BEGIN Dataset entries

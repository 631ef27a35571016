//! Change monitor: debounced re-scan scheduling.
//!
//! Banner scripts routinely inject their markup well after load, so DOM
//! mutation bursts must re-trigger detection, but not once per mutation.
//! The monitor keeps exactly one pending deadline; every new burst
//! overwrites it, so only the most recent scheduling request survives and
//! the re-scan fires at the trailing edge of the burst.

use tokio::time::{Duration, Instant};

/// Pause after page load before the first detection pass, giving banner
/// scripts a moment to mount.
pub const SETTLE_DELAY: Duration = Duration::from_millis(500);

/// Trailing-edge debounce for mutation bursts.
pub const MUTATION_DEBOUNCE: Duration = Duration::from_millis(300);

#[derive(Debug)]
pub struct ChangeMonitor {
    debounce: Duration,
    deadline: Option<Instant>,
}

impl Default for ChangeMonitor {
    fn default() -> Self {
        Self::new(MUTATION_DEBOUNCE)
    }
}

impl ChangeMonitor {
    pub fn new(debounce: Duration) -> Self {
        Self {
            debounce,
            deadline: None,
        }
    }

    /// Record a mutation burst at `now`; any pending deadline is replaced.
    pub fn note_mutation(&mut self, now: Instant) {
        self.deadline = Some(now + self.debounce);
    }

    /// The instant the next re-scan should run, if one is pending.
    pub fn deadline(&self) -> Option<Instant> {
        self.deadline
    }

    /// Consume the pending deadline if it has elapsed at `now`.
    ///
    /// Returns true exactly once per elapsed deadline; the caller then
    /// decides whether the re-scan actually runs (the in-flight guard may
    /// drop it).
    pub fn take_due(&mut self, now: Instant) -> bool {
        match self.deadline {
            Some(deadline) if now >= deadline => {
                self.deadline = None;
                true
            }
            _ => false,
        }
    }
}

#[cfg(test)]
mod tests {
    use super::*;

    #[test]
    fn no_mutation_means_no_deadline() {
        let mut monitor = ChangeMonitor::default();
        assert_eq!(monitor.deadline(), None);
        assert!(!monitor.take_due(Instant::now()));
    }

    #[test]
    fn deadline_fires_once_at_trailing_edge() {
        let mut monitor = ChangeMonitor::new(Duration::from_millis(300));
        let t0 = Instant::now();
        monitor.note_mutation(t0);
        assert!(!monitor.take_due(t0 + Duration::from_millis(299)));
        assert!(monitor.take_due(t0 + Duration::from_millis(300)));
        // Consumed: does not fire again.
        assert!(!monitor.take_due(t0 + Duration::from_secs(10)));
    }

    #[test]
    fn newer_burst_supersedes_pending_deadline() {
        let mut monitor = ChangeMonitor::new(Duration::from_millis(300));
        let t0 = Instant::now();
        monitor.note_mutation(t0);
        monitor.note_mutation(t0 + Duration::from_millis(200));
        // The original deadline has passed, but it was replaced.
        assert!(!monitor.take_due(t0 + Duration::from_millis(350)));
        assert!(monitor.take_due(t0 + Duration::from_millis(500)));
    }
}
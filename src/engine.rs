//! Detection engine: runs the classifier cascade and caches the verdict.
//!
//! The engine owns all detection state for one page context: the pattern
//! database, the compiled lexicon, the registered classifiers, and the
//! single-slot verdict cache. Exactly one instance exists per page
//! lifetime; there are no globals.

use std::time::{Duration, Instant};

use crate::classify::{self, Classifier, Detection, DetectionContext};
use crate::dom::DomSnapshot;
use crate::patterns::{Lexicon, PatternDb};

/// How long a cached verdict (found or not-found) stays servable.
pub const CACHE_FRESHNESS: Duration = Duration::from_secs(2);

/// Single-slot verdict cache.
///
/// Keyed by nothing but time: the page is one evolving document, so the
/// last verdict either is still fresh or must be recomputed. A cached
/// "no banner" is as valid an entry as a hit.
#[derive(Debug, Default)]
struct VerdictCache {
    slot: Option<(Option<Detection>, Instant)>,
}

impl VerdictCache {
    fn fresh(&self, ttl: Duration) -> Option<Option<Detection>> {
        let (verdict, stored_at) = self.slot.as_ref()?;
        if stored_at.elapsed() < ttl {
            Some(verdict.clone())
        } else {
            None
        }
    }

    fn store(&mut self, verdict: Option<Detection>) {
        self.slot = Some((verdict, Instant::now()));
    }

    fn clear(&mut self) {
        self.slot = None;
    }
}

pub struct DetectionEngine {
    classifiers: Vec<Box<dyn Classifier>>,
    patterns: PatternDb,
    lexicon: Lexicon,
    cache: VerdictCache,
    cache_ttl: Duration,
}

impl DetectionEngine {
    /// Engine with no classifiers registered; callers add their own.
    pub fn new(patterns: PatternDb) -> Self {
        let lexicon = Lexicon::compile(&patterns);
        Self {
            classifiers: Vec::new(),
            patterns,
            lexicon,
            cache: VerdictCache::default(),
            cache_ttl: CACHE_FRESHNESS,
        }
    }

    /// Engine with the full standard cascade.
    pub fn standard(patterns: PatternDb) -> Self {
        let mut engine = Self::new(patterns);
        engine.classifiers = classify::all_classifiers();
        engine
    }

    pub fn register<C: Classifier + 'static>(mut self, classifier: C) -> Self {
        self.classifiers.push(Box::new(classifier));
        self
    }

    /// Override the cache freshness window (tests mostly).
    pub fn with_cache_ttl(mut self, ttl: Duration) -> Self {
        self.cache_ttl = ttl;
        self
    }

    pub fn patterns(&self) -> &PatternDb {
        &self.patterns
    }

    /// One detection cycle against `snapshot`, serving a fresh cached
    /// verdict when one exists.
    pub fn detect(&mut self, snapshot: &DomSnapshot) -> Option<Detection> {
        if let Some(cached) = self.cache.fresh(self.cache_ttl) {
            tracing::debug!(hit = cached.is_some(), "serving cached verdict");
            return cached;
        }
        let verdict = self.scan(snapshot);
        self.cache.store(verdict.clone());
        verdict
    }

    /// Run the full cascade, ignoring and not touching the cache.
    ///
    /// All classifiers run even after a candidate is found: the result is
    /// the global confidence maximum, with ties broken by classifier
    /// priority, and a failed heuristic never stops the rest.
    pub fn scan(&self, snapshot: &DomSnapshot) -> Option<Detection> {
        let ctx = DetectionContext {
            snapshot,
            patterns: &self.patterns,
            lexicon: &self.lexicon,
        };
        let mut best: Option<Detection> = None;
        for classifier in &self.classifiers {
            let verdict = classifier.classify(&ctx);
            match &verdict {
                Some(found) => tracing::debug!(
                    classifier = classifier.kind().as_str(),
                    confidence = found.confidence as f64,
                    banner = %snapshot.describe(found.banner),
                    "classifier verdict"
                ),
                None => tracing::debug!(
                    classifier = classifier.kind().as_str(),
                    "classifier abstained"
                ),
            }
            if let Some(candidate) = verdict
                && best.as_ref().is_none_or(|b| candidate.outranks(b))
            {
                best = Some(candidate);
            }
        }
        best
    }

    /// Drop the cached verdict so the next `detect` recomputes.
    ///
    /// The actuator calls this after any successful click: actuation is
    /// expected to mutate or remove the banner, so the cached verdict is
    /// stale by construction.
    pub fn clear_cache(&mut self) {
        self.cache.clear();
    }
}

#[cfg(test)]
mod tests {
    use super::*;
    use crate::classify::ClassifierKind;
    use crate::dom::DomSnapshot;
    use serde_json::json;
    use std::cell::Cell;
    use std::rc::Rc;

    fn empty_snapshot() -> DomSnapshot {
        DomSnapshot::from_value(json!({"root": {"tag": "body"}})).unwrap()
    }

    /// Fixed-verdict classifier that counts invocations.
    struct Probe {
        kind: ClassifierKind,
        confidence: f32,
        calls: Rc<Cell<usize>>,
    }

    impl Classifier for Probe {
        fn kind(&self) -> ClassifierKind {
            self.kind
        }

        fn classify(&self, ctx: &DetectionContext<'_>) -> Option<Detection> {
            self.calls.set(self.calls.get() + 1);
            Some(Detection::new(
                self.kind,
                ctx.snapshot.root(),
                self.confidence,
            ))
        }
    }

    fn probe(kind: ClassifierKind, confidence: f32) -> (Probe, Rc<Cell<usize>>) {
        let calls = Rc::new(Cell::new(0));
        (
            Probe {
                kind,
                confidence,
                calls: calls.clone(),
            },
            calls,
        )
    }

    #[test]
    fn returns_global_confidence_maximum() {
        let (low, _) = probe(ClassifierKind::KnownCmp, 0.6);
        let (high, _) = probe(ClassifierKind::Generic, 0.9);
        let mut engine = DetectionEngine::new(crate::patterns::PatternDb::builtin())
            .register(low)
            .register(high);
        let verdict = engine.detect(&empty_snapshot()).unwrap();
        assert_eq!(verdict.kind, ClassifierKind::Generic);
    }

    #[test]
    fn equal_confidence_resolves_by_priority() {
        let (generic, _) = probe(ClassifierKind::Generic, 0.8);
        let (aria, _) = probe(ClassifierKind::Aria, 0.8);
        // Registration order must not matter.
        let mut engine = DetectionEngine::new(crate::patterns::PatternDb::builtin())
            .register(generic)
            .register(aria);
        let verdict = engine.detect(&empty_snapshot()).unwrap();
        assert_eq!(verdict.kind, ClassifierKind::Aria);
    }

    #[test]
    fn fresh_cache_skips_recomputation() {
        let (classifier, calls) = probe(ClassifierKind::Keyword, 0.8);
        let mut engine =
            DetectionEngine::new(crate::patterns::PatternDb::builtin()).register(classifier);
        let snap = empty_snapshot();
        let first = engine.detect(&snap);
        let second = engine.detect(&snap);
        assert_eq!(calls.get(), 1);
        assert_eq!(first, second);
    }

    #[test]
    fn stale_cache_forces_recomputation() {
        let (classifier, calls) = probe(ClassifierKind::Keyword, 0.8);
        let mut engine = DetectionEngine::new(crate::patterns::PatternDb::builtin())
            .register(classifier)
            .with_cache_ttl(Duration::ZERO);
        let snap = empty_snapshot();
        engine.detect(&snap);
        engine.detect(&snap);
        assert_eq!(calls.get(), 2);
    }

    #[test]
    fn negative_verdicts_are_cached() {
        struct Abstainer {
            calls: Rc<Cell<usize>>,
        }
        impl Classifier for Abstainer {
            fn kind(&self) -> ClassifierKind {
                ClassifierKind::Keyword
            }
            fn classify(&self, _: &DetectionContext<'_>) -> Option<Detection> {
                self.calls.set(self.calls.get() + 1);
                None
            }
        }
        let calls = Rc::new(Cell::new(0));
        let mut engine = DetectionEngine::new(crate::patterns::PatternDb::builtin())
            .register(Abstainer {
                calls: calls.clone(),
            });
        let snap = empty_snapshot();
        assert!(engine.detect(&snap).is_none());
        assert!(engine.detect(&snap).is_none());
        assert_eq!(calls.get(), 1);
    }

    #[test]
    fn clear_cache_forces_next_detect_to_recompute() {
        let (classifier, calls) = probe(ClassifierKind::Keyword, 0.8);
        let mut engine =
            DetectionEngine::new(crate::patterns::PatternDb::builtin()).register(classifier);
        let snap = empty_snapshot();
        engine.detect(&snap);
        engine.clear_cache();
        engine.detect(&snap);
        assert_eq!(calls.get(), 2);
    }

    #[test]
    fn standard_engine_finds_nothing_on_empty_page() {
        let mut engine = DetectionEngine::standard(crate::patterns::PatternDb::builtin());
        assert!(engine.detect(&empty_snapshot()).is_none());
    }

    #[test]
    fn abstaining_classifier_does_not_block_others() {
        struct Silent;
        impl Classifier for Silent {
            fn kind(&self) -> ClassifierKind {
                ClassifierKind::KnownCmp
            }
            fn classify(&self, _: &DetectionContext<'_>) -> Option<Detection> {
                None
            }
        }
        let (classifier, _) = probe(ClassifierKind::CssPattern, 0.6);
        let mut engine = DetectionEngine::new(crate::patterns::PatternDb::builtin())
            .register(Silent)
            .register(classifier);
        let verdict = engine.detect(&empty_snapshot()).unwrap();
        assert_eq!(verdict.kind, ClassifierKind::CssPattern);
    }
}
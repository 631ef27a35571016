use std::io::{IsTerminal, stdout};
use std::path::PathBuf;

use clap::{Args, ColorChoice, CommandFactory, FromArgMatches, Parser, Subcommand, ValueEnum};
use colored::Colorize;
use serde_json::json;

use bannersense::actuate::{Actuator, FallbackPolicy, Polarity, RecordingDriver};
use bannersense::dom::{DomSnapshot, SnapshotSpec};
use bannersense::patterns::PatternDb;
use bannersense::session::{Command, Reply};
use bannersense::{Detection, DetectionEngine};

#[derive(Parser)]
#[command(
    name = "bannersense",
    about = "Consent-banner detection and actuation over DOM snapshots",
    arg_required_else_help = true
)]
struct Cli {
    /// Disable color
    #[arg(long = "no-color", global = true)]
    no_color: bool,

    /// Log classifier verdicts to stderr
    #[arg(long, global = true)]
    debug: bool,

    #[command(subcommand)]
    command: Option<Commands>,
}

#[derive(Subcommand)]
enum Commands {
    /// Run the detection cascade against a snapshot file
    Detect(DetectArgs),
    /// Resolve and plan the click for a polarity (dry run)
    Actuate(ActuateArgs),
    /// Print the JSON Schema of a wire type
    Schema(SchemaArgs),
}

#[derive(Args, Clone)]
struct DetectArgs {
    /// DOM snapshot JSON file
    snapshot: PathBuf,

    /// Pattern database file (builtin default when omitted)
    #[arg(long)]
    patterns: Option<PathBuf>,

    /// Output JSON (stable schema)
    #[arg(long)]
    json: bool,
}

#[derive(Args, Clone)]
struct ActuateArgs {
    /// DOM snapshot JSON file
    snapshot: PathBuf,

    /// Which control to actuate
    #[arg(long, value_enum)]
    polarity: PolarityArg,

    /// Pattern database file (builtin default when omitted)
    #[arg(long)]
    patterns: Option<PathBuf>,

    /// Fail instead of falling back to accept on a missing reject control
    #[arg(long)]
    strict: bool,

    /// Output JSON (stable schema)
    #[arg(long)]
    json: bool,
}

#[derive(Clone, Copy, ValueEnum)]
enum PolarityArg {
    Accept,
    Deny,
}

impl From<PolarityArg> for Polarity {
    fn from(value: PolarityArg) -> Self {
        match value {
            PolarityArg::Accept => Polarity::Accept,
            PolarityArg::Deny => Polarity::Deny,
        }
    }
}

#[derive(Args, Clone)]
struct SchemaArgs {
    /// Which wire type to describe
    #[arg(value_enum)]
    kind: SchemaKind,
}

#[derive(Clone, Copy, ValueEnum)]
enum SchemaKind {
    Snapshot,
    Patterns,
    Detection,
    Command,
    Reply,
}

fn load_snapshot(path: &PathBuf) -> Result<DomSnapshot, i32> {
    let content = std::fs::read_to_string(path).map_err(|err| {
        eprintln!("cannot read snapshot {}: {}", path.display(), err);
        2
    })?;
    DomSnapshot::from_json_str(&content).map_err(|err| {
        eprintln!("cannot parse snapshot {}: {}", path.display(), err);
        2
    })
}

fn render_detection(snapshot: &DomSnapshot, detection: &Detection, color: bool) -> String {
    let mut out = String::new();
    let heading = format!(
        "Banner: {} (confidence {:.2})",
        detection.kind.as_str(),
        detection.confidence
    );
    out.push_str(&if color {
        heading.bold().green().to_string()
    } else {
        heading
    });
    if let Some(cmp) = &detection.cmp_name {
        out.push_str(&format!("\n  Platform: {}", cmp));
    }
    out.push_str(&format!(
        "\n  Element: {}",
        snapshot.describe(detection.banner)
    ));
    if detection.in_iframe {
        out.push_str("\n  Location: same-origin iframe");
    }
    if !detection.matched_keywords.is_empty() {
        out.push_str(&format!(
            "\n  Keywords: {}",
            detection.matched_keywords.join(", ")
        ));
    }
    out
}

fn run_detect(args: DetectArgs, color: bool) -> Result<(), i32> {
    let snapshot = load_snapshot(&args.snapshot)?;
    let patterns = PatternDb::load_or_builtin(args.patterns.as_deref());
    let engine = DetectionEngine::standard(patterns);
    let verdict = engine.scan(&snapshot);

    if args.json {
        let value = json!({ "detection": &verdict });
        println!("{}", serde_json::to_string_pretty(&value).map_err(|_| 3)?);
    } else {
        match &verdict {
            Some(detection) => println!("{}", render_detection(&snapshot, detection, color)),
            None => {
                let line = "No banner detected.";
                println!("{}", if color { line.red().to_string() } else { line.into() });
            }
        }
    }
    if verdict.is_some() { Ok(()) } else { Err(1) }
}

fn run_actuate(args: ActuateArgs, color: bool) -> Result<(), i32> {
    let snapshot = load_snapshot(&args.snapshot)?;
    let patterns = PatternDb::load_or_builtin(args.patterns.as_deref());
    let engine = DetectionEngine::standard(patterns);

    let Some(detection) = engine.scan(&snapshot) else {
        let line = "No banner detected; nothing to actuate.";
        println!("{}", if color { line.red().to_string() } else { line.into() });
        return Err(1);
    };

    let fallback = if args.strict {
        FallbackPolicy::Strict
    } else {
        FallbackPolicy::AcceptWhenRejectMissing
    };
    let actuator = Actuator::new(fallback);
    let polarity: Polarity = args.polarity.into();

    let runtime = tokio::runtime::Builder::new_current_thread()
        .enable_time()
        .build()
        .map_err(|_| 3)?;
    let mut driver = RecordingDriver::new(snapshot.clone(), "cli");
    let outcome = runtime.block_on(actuator.actuate(
        &mut driver,
        &snapshot,
        engine.patterns(),
        &detection,
        polarity,
    ));

    match outcome {
        Ok(actuation) => {
            if args.json {
                let value = json!({
                    "actuation": actuation,
                    "steps": driver
                        .dispatched
                        .iter()
                        .map(|(_, step)| step)
                        .collect::<Vec<_>>(),
                });
                println!("{}", serde_json::to_string_pretty(&value).map_err(|_| 3)?);
            } else {
                let heading = format!("Would click: {}", snapshot.describe(actuation.clicked));
                println!(
                    "{}",
                    if color {
                        heading.bold().green().to_string()
                    } else {
                        heading
                    }
                );
                if actuation.fell_back_to_accept {
                    println!("  (no reject control; fell back to accept)");
                }
                let steps: Vec<String> = driver
                    .dispatched
                    .iter()
                    .map(|(_, step)| format!("{:?}", step).to_lowercase())
                    .collect();
                println!("  Events: {}", steps.join(" "));
            }
            Ok(())
        }
        Err(err) => {
            eprintln!("{}", err);
            Err(1)
        }
    }
}

fn run_schema(args: SchemaArgs) -> Result<(), i32> {
    let schema = match args.kind {
        SchemaKind::Snapshot => schemars::schema_for!(SnapshotSpec),
        SchemaKind::Patterns => schemars::schema_for!(PatternDb),
        SchemaKind::Detection => schemars::schema_for!(Detection),
        SchemaKind::Command => schemars::schema_for!(Command),
        SchemaKind::Reply => schemars::schema_for!(Reply),
    };
    println!(
        "{}",
        serde_json::to_string_pretty(&schema).map_err(|_| 3)?
    );
    Ok(())
}

fn detect_color_choice() -> ColorChoice {
    // Scan args before clap so help/errors honor `--no-color`.
    let mut args = std::env::args_os();
    args.next();
    let mut flag = false;
    for arg in args {
        if arg == "--" {
            break;
        }
        if arg == "--no-color" {
            flag = true;
            break;
        }
    }
    if flag || std::env::var_os("NO_COLOR").is_some_and(|v| !v.is_empty()) {
        ColorChoice::Never
    } else {
        ColorChoice::Auto
    }
}

fn init_tracing(debug: bool) {
    let filter = if debug { "bannersense=debug" } else { "bannersense=warn" };
    tracing_subscriber::fmt()
        .with_env_filter(
            tracing_subscriber::EnvFilter::try_from_default_env()
                .unwrap_or_else(|_| tracing_subscriber::EnvFilter::new(filter)),
        )
        .with_writer(std::io::stderr)
        .init();
}

fn main() {
    let color_choice = detect_color_choice();
    let matches = Cli::command().color(color_choice).get_matches();
    let cli = Cli::from_arg_matches(&matches).unwrap_or_else(|e| e.exit());
    init_tracing(cli.debug);
    let color = stdout().is_terminal() && !matches!(color_choice, ColorChoice::Never);

    let result = match cli.command {
        Some(Commands::Detect(args)) => run_detect(args, color),
        Some(Commands::Actuate(args)) => run_actuate(args, color),
        Some(Commands::Schema(args)) => run_schema(args),
        None => Ok(()),
    };
    if let Err(code) = result {
        std::process::exit(code);
    }
}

END Dataset entries

## Work to be completed
Could you work out how many lines above contain the string "usize"? Answer with the number only.

## Solution to the problem
3